Mit dem Apothekenversorgung-Weiterentwicklungsgesetz (ApoVWG) wurde beschlossen, für einen befristeten Zeitraum auf exklusive Rabattverträge über Biosimilars zu verzichten. Die Wirkungen der Regelung und die Marktentwicklung sollen nach einem Jahr evaluiert werden. Mit. der Regelung soll der besonderen Dynamik im Bereich der Biosimilars sowie der großen Bedeutung resilienter Produktionsstrukturen und der Biotechnologie Rechnung getragen werden. „Ziel ist ausdrücklich, mehrere Anbieter mit Biosimilar-Produktion in Deutschland beziehungsweise der Europäischen Union zu erhalten und damit die Versorgungssicherheit nachhaltig zu stärken. Weiterhin möglich bleiben Open-House-Verträge“, so BMG-Abteilungsleiter Thomas Müller in seinem Brief an die Kassen.

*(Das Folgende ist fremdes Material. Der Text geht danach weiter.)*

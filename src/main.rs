use std::cell::Cell;
use std::io::Write;
use std::path::PathBuf;
use std::rc::Rc;

use clap::{Args, Parser, Subcommand};
use speed_reader::{
    DirStore, EpubDocument, Error, Library, PlaybackEngine, PlaybackObservers,
    PunctuationMultipliers, ReaderSettings, ReadingProgress,
};

#[derive(Parser)]
#[command(name = "speed-reader", about = "Read EPUB books one word at a time")]
struct Cli {
    #[command(subcommand)]
    command: Command,
}

#[derive(Subcommand)]
enum Command {
    /// Show metadata and the table of contents
    Info {
        /// Input EPUB file
        book: PathBuf,
    },
    /// Play the book in the terminal
    Read(ReadArgs),
}

#[derive(Args)]
struct ReadArgs {
    /// Input EPUB file
    book: PathBuf,
    /// Words per minute (defaults to the saved rate, then 250)
    #[arg(long)]
    wpm: Option<u32>,
    /// Word index to start from (defaults to the saved position)
    #[arg(long)]
    from: Option<usize>,
    #[arg(long)]
    period: Option<f64>,
    #[arg(long)]
    comma: Option<f64>,
    /// Multiplier for semicolons and colons
    #[arg(long)]
    semicolon: Option<f64>,
    /// Multiplier for exclamation and question marks
    #[arg(long)]
    exclamation: Option<f64>,
    /// Where reading progress is kept (defaults to $SPEED_READER_DATA, then ~/.speed-reader)
    #[arg(long)]
    data_dir: Option<PathBuf>,
}

fn main() {
    env_logger::init();
    let cli = Cli::parse();

    let book = match &cli.command {
        Command::Info { book } | Command::Read(ReadArgs { book, .. }) => book,
    };
    if !book.is_file() {
        eprintln!("Error: file not found: {}", book.display());
        std::process::exit(1);
    }

    let result = match cli.command {
        Command::Info { book } => speed_reader::parse_file(&book).map(|doc| print_info(&doc)),
        Command::Read(args) => read(args),
    };
    if let Err(e) = result {
        eprintln!("Error: {e}");
        std::process::exit(1);
    }
}

fn print_info(doc: &EpubDocument) {
    println!("{}", doc.title);
    println!("by {}", doc.author);
    println!("{} words, {} chapters", doc.total_words(), doc.chapters.len());
    println!();
    for entry in &doc.table_of_contents {
        println!("{:>9}  {}", entry.word_start_index, entry.title);
    }
}

fn data_dir(flag: Option<PathBuf>) -> PathBuf {
    if let Some(dir) = flag {
        return dir;
    }
    if let Ok(dir) = std::env::var("SPEED_READER_DATA")
        && !dir.trim().is_empty()
    {
        return PathBuf::from(dir);
    }
    std::env::var_os("HOME")
        .map(PathBuf::from)
        .unwrap_or_default()
        .join(".speed-reader")
}

fn multipliers(args: &ReadArgs) -> PunctuationMultipliers {
    let defaults = PunctuationMultipliers::default();
    PunctuationMultipliers {
        period: args.period.unwrap_or(defaults.period),
        comma: args.comma.unwrap_or(defaults.comma),
        semicolon: args.semicolon.unwrap_or(defaults.semicolon),
        exclamation: args.exclamation.unwrap_or(defaults.exclamation),
    }
}

fn read(args: ReadArgs) -> Result<(), Error> {
    let doc = speed_reader::parse_file(&args.book)?;

    let mut library = Library::new(DirStore::open(data_dir(args.data_dir.clone()))?);
    let book_id = match library.find_book(&doc.title, &doc.author)? {
        Some(stored) => stored.id,
        None => library.save_book(&doc)?,
    };
    let saved = library.progress(book_id)?;

    let settings = ReaderSettings {
        words_per_minute: args
            .wpm
            .or(saved.as_ref().map(|p| p.words_per_minute))
            .unwrap_or(speed_reader::DEFAULT_WORDS_PER_MINUTE),
        multipliers: multipliers(&args),
    };
    let start_at = args
        .from
        .or(saved.as_ref().map(|p| p.current_word_index))
        .unwrap_or(0);

    let crossed_chapter = Rc::new(Cell::new(None));
    let observers = PlaybackObservers::new().on_chapter_change({
        let crossed_chapter = Rc::clone(&crossed_chapter);
        move |chapter| crossed_chapter.set(Some(chapter))
    });
    let mut engine = PlaybackEngine::with_settings(settings, observers);
    engine.load_document(&doc);
    engine.navigate_to_word(start_at);
    engine.start();

    let mut stdout = std::io::stdout().lock();
    let mut shown = None;
    loop {
        // Paused on a chapter boundary: announce it and carry on.
        if let Some(chapter) = crossed_chapter.take() {
            if let Some(entry) = engine.state().current_chapter() {
                writeln!(stdout, "\n== {} ==\n", entry.title)?;
            }
            save_progress(&mut library, book_id, &engine, doc.total_words())?;
            log::debug!("continuing into chapter {chapter}");
            engine.start();
        }

        let state = engine.state();
        if shown != Some(state.current_word_index)
            && let Some(word) = state.current_word()
        {
            writeln!(stdout, "{word}")?;
            stdout.flush()?;
            shown = Some(state.current_word_index);
        }

        let Some(wait) = engine.time_until_next_event() else {
            break;
        };
        std::thread::sleep(wait);
        engine.advance(wait);
    }

    save_progress(&mut library, book_id, &engine, doc.total_words())
}

fn save_progress(
    library: &mut Library<DirStore>,
    book_id: speed_reader::BookId,
    engine: &PlaybackEngine,
    total_words: usize,
) -> Result<(), Error> {
    let state = engine.state();
    library.save_progress(&ReadingProgress::new(
        book_id,
        state.current_word_index,
        state.words_per_minute,
        total_words,
    ))
}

„Diese getroffene Regelung ist von zentraler Bedeutung mit Blick auf den Erhalt des Biosimilar-Marktes und damit insbesondere die Versorgungssicherheit in Deutschland dauerhaft zu gewährleisten“, so Müller weiter. Zwischenzeitlich sei aber öffentlich bekannt geworden, dass mehrere Kassenverbände beziehungsweise Dienstleister Ausschreibungen zu exklusiven Rabattverträgen für Biosimilars gestartet und in einem Fall bereits bezuschlagt hätten. „Dies geschah ungeachtet dessen, dass das BMG mit den Beteiligten bereits im Januar 2026 im Rahmen des Fachgesprächs ,Biosimilars' die Thematik diskutiert und gesetzliche Änderungen ausdrücklich in Aussicht gestellt hatte.“

Mit dem Beschluss des ApoVWG im Bundestages sei nun klargestellt, dass die Versorgungssicherheit bei Biosimilars sowie der Erhalt eines resilienten Marktes Vorrang vor exklusiven Rabattvertragsmodellen haben sollten. „Laufende Ausschreibungsverfahren zu exklusiven Rabattverträgen stehen daher nicht nur im Widerspruch zur Zielrichtung der beschlossenen Regelung, sondern drohen auch, die vom Gesetzgeber ausdrücklich gewollte Marktstruktur und Versorgungsresilienz zu beeinträchtigen.“

Daher fordere er die Kassen nachdrücklich auf, bereits eingeleitete Vergabeverfahren, die noch nicht bezuschlagt wurden, unverzüglich einzustellen. „Das Festhalten an laufenden Ausschreibungsverfahren steht in Widerspruch zu dem Gesetzesbeschluss des Deutschen Bundestages und konterkariert die Absicht des Gesetzgebers.“ Außerdem bitte er darum, auch im Fall des bereits bezuschlagten Verfahrens, dessen Vertragslaufzeit aber noch nicht begonnen habe, „die rechtlichen Einstellungs- beziehungsweise Rückabwicklungsmöglichkeiten“ zu prüfen.